# TASK DETAILS
Find the lines below in which the string "NodeKind" occurs. Copy each one.

# THE DATA
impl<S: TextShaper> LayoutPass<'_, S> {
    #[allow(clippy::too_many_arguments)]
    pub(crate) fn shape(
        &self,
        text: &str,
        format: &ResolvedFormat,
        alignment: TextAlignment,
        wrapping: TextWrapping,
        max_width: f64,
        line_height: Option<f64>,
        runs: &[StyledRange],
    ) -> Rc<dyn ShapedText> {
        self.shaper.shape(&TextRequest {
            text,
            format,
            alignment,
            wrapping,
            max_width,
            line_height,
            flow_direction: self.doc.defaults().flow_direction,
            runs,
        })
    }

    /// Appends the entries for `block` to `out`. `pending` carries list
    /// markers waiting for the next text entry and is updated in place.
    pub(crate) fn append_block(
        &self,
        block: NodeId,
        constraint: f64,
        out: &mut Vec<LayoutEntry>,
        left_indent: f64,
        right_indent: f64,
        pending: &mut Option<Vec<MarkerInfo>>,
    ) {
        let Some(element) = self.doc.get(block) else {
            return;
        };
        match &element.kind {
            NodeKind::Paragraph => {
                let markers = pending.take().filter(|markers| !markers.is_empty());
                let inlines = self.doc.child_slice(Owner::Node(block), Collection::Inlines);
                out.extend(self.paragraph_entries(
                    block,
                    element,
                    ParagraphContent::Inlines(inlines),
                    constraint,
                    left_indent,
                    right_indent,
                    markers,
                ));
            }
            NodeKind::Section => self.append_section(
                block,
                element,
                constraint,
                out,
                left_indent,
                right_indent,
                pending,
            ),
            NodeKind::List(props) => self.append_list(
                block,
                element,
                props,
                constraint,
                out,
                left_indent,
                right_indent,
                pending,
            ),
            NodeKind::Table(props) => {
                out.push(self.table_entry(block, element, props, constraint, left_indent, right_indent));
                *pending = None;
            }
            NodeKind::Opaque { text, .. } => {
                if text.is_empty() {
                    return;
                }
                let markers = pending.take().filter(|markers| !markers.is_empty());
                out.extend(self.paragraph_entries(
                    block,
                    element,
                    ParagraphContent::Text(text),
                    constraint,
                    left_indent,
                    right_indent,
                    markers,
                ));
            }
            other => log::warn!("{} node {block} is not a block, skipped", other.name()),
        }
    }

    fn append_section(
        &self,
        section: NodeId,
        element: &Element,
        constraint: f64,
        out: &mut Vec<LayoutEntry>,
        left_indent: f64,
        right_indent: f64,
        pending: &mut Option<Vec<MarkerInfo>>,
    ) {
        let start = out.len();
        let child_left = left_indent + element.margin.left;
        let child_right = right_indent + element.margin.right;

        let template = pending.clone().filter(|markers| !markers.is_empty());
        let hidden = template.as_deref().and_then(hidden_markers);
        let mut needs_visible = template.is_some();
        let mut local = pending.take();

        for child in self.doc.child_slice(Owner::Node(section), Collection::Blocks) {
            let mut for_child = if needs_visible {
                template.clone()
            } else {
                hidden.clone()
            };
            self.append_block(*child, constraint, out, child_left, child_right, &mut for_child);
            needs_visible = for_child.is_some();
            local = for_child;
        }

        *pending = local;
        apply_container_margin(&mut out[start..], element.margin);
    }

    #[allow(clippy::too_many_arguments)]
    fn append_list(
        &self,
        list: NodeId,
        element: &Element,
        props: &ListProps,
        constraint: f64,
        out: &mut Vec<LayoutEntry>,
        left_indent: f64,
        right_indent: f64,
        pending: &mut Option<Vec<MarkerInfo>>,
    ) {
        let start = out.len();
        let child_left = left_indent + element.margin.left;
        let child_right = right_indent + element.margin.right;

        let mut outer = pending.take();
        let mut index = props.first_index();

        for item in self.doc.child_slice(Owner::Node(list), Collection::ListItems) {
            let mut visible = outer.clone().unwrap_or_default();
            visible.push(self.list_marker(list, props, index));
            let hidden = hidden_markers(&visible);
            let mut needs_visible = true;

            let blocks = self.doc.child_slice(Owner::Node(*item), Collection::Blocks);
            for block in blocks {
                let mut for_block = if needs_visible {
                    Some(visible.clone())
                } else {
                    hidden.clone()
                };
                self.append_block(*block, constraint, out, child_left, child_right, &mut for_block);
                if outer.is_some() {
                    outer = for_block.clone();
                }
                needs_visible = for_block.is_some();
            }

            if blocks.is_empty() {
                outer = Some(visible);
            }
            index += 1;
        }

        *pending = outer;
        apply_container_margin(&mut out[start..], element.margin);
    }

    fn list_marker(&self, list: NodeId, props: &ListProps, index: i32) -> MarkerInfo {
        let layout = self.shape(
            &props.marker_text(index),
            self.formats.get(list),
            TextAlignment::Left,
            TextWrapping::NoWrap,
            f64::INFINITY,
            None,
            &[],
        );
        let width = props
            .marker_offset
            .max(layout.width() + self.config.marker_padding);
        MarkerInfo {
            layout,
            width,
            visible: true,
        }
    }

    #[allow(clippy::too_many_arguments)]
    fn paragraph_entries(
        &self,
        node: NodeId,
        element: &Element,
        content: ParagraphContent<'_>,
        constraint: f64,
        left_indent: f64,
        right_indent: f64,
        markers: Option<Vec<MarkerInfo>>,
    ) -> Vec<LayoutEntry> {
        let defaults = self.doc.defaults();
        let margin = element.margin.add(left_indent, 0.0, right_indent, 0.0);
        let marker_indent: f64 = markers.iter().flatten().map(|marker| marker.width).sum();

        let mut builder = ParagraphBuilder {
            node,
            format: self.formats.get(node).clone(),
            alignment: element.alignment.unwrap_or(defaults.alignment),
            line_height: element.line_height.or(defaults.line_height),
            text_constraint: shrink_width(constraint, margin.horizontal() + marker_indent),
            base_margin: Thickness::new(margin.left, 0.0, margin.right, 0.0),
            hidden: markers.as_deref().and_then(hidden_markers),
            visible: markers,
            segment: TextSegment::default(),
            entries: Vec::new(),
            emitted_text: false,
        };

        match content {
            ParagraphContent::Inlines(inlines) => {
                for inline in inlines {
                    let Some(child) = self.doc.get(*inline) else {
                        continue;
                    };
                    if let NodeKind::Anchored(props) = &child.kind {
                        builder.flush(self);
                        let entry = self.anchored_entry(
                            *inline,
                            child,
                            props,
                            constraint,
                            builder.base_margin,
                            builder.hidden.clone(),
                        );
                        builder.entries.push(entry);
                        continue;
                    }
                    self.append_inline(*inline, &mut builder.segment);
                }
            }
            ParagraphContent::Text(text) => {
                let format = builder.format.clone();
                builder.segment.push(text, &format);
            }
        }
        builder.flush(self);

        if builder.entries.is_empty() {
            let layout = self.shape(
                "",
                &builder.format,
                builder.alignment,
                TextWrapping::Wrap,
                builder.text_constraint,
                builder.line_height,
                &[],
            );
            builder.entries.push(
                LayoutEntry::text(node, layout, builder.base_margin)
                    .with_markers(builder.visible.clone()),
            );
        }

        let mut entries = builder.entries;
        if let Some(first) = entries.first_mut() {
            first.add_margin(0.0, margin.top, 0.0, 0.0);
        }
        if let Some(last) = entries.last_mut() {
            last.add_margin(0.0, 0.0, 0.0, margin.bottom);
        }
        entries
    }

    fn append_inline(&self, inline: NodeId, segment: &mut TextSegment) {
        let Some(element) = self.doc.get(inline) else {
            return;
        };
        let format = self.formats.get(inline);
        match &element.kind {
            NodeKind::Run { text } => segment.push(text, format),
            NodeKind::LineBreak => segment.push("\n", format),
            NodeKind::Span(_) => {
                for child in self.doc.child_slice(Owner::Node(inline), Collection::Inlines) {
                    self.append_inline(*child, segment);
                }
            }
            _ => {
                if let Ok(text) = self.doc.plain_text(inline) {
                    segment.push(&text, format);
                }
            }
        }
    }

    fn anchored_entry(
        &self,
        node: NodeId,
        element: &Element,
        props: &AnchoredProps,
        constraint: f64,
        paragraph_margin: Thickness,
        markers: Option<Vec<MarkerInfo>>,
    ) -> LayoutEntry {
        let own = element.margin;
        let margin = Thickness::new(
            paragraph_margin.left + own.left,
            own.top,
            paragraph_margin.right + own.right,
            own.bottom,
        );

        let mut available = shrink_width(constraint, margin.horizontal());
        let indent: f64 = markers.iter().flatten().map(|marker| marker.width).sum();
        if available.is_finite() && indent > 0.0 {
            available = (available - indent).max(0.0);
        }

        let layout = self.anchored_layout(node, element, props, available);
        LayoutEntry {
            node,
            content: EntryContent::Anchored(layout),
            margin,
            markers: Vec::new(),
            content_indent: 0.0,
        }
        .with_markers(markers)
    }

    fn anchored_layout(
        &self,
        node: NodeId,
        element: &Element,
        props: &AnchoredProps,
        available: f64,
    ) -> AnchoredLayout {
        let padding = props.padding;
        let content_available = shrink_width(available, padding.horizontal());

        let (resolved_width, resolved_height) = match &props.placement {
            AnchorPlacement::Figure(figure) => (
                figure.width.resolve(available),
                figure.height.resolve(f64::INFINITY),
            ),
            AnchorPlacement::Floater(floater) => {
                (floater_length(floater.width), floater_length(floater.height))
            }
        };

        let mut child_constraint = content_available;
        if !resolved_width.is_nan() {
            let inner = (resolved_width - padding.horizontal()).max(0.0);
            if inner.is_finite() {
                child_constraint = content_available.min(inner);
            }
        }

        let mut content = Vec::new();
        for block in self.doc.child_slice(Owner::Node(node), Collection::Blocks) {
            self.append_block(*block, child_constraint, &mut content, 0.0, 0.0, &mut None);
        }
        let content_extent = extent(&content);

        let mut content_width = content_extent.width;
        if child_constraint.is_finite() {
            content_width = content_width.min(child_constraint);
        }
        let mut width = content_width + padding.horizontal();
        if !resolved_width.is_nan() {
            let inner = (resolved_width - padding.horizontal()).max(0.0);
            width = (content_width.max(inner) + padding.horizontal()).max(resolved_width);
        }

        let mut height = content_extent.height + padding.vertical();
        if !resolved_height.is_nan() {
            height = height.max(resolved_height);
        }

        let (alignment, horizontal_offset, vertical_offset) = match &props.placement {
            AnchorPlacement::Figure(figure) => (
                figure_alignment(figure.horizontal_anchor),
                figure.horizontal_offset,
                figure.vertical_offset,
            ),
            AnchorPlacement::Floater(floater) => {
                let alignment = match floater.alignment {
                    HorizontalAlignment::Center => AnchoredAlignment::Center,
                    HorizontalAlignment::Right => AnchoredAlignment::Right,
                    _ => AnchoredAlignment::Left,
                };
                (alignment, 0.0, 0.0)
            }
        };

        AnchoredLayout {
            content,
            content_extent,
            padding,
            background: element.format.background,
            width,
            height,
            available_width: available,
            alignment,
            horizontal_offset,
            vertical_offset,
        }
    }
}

# TASK RESPONSE
            NodeKind::Paragraph => {
            NodeKind::Section => self.append_section(
            NodeKind::List(props) => self.append_list(
            NodeKind::Table(props) => {
            NodeKind::Opaque { text, .. } => {
                    if let NodeKind::Anchored(props) = &child.kind {
            NodeKind::Run { text } => segment.push(text, format),
            NodeKind::LineBreak => segment.push("\n", format),
            NodeKind::Span(_) => {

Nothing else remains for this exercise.